Records supplied START

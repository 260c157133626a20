//! Job handlers, one per `JobKind`.

mod backup;
mod copy;
mod discovery;
mod inspect;
mod restore;

use std::path::PathBuf;
use std::sync::Arc;

use tokio_util::sync::CancellationToken;

pub use backup::{BackupHandler, BackupPayload, backup_file_name};
pub use copy::{CopyHandler, CopyPayload};
pub use discovery::{DiscoveryHandler, DiscoveryPayload};
pub use inspect::{DatabaseSummary, InspectHandler, InspectPayload, inspect_database};
pub use restore::{RestoreHandler, RestorePayload};

use super::queue::HandlerRegistry;
use super::transport::Transport;
use super::{Discovery, DiscoveryOptions, JobKind, ServerConfig, ServerRegistry, TransferResult};
use crate::config::AppConfig;
use crate::error::JobError;

/// Everything the handlers share.
#[derive(Clone)]
pub struct HandlerContext {
    pub transport: Arc<dyn Transport>,
    pub servers: Arc<ServerRegistry>,
    pub backup_directory: PathBuf,
}

impl HandlerContext {
    fn server(&self, name: &str) -> Result<ServerConfig, JobError> {
        self.servers
            .get(name)
            .cloned()
            .map_err(|e| JobError::Failed(e.into()))
    }
}

/// A registry with a handler for every job kind.
pub fn default_registry(ctx: HandlerContext, config: &AppConfig) -> HandlerRegistry {
    let discovery = Discovery::new(ctx.transport.clone(), DiscoveryOptions::from(config));

    let mut registry = HandlerRegistry::new();
    registry
        .register(
            JobKind::Discovery,
            Arc::new(DiscoveryHandler::new(ctx.clone(), discovery)),
        )
        .register(JobKind::Backup, Arc::new(BackupHandler::new(ctx.clone())))
        .register(JobKind::Restore, Arc::new(RestoreHandler::new(ctx.clone())))
        .register(JobKind::Copy, Arc::new(CopyHandler::new(ctx.clone())))
        .register(JobKind::Inspect, Arc::new(InspectHandler::new(ctx)));
    registry
}

/// Turn a failed transfer into the matching job error.
fn check_transfer(
    result: &TransferResult,
    cancel: &CancellationToken,
    what: &str,
) -> Result<(), JobError> {
    if result.success {
        return Ok(());
    }
    if cancel.is_cancelled() {
        return Err(JobError::Cancelled);
    }
    Err(JobError::failed(format!(
        "{} failed: {}",
        what,
        result.error.as_deref().unwrap_or("unknown error")
    )))
}

fn ensure_not_cancelled(cancel: &CancellationToken) -> Result<(), JobError> {
    if cancel.is_cancelled() {
        Err(JobError::Cancelled)
    } else {
        Ok(())
    }
}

Records supplied END

- [Task instructions]: Lines from the entries that contain the word "BackupHandler" are what the answer must hold.

- [Exercise solution]:
pub use backup::{BackupHandler, BackupPayload, backup_file_name};
        .register(JobKind::Backup, Arc::new(BackupHandler::new(ctx.clone())))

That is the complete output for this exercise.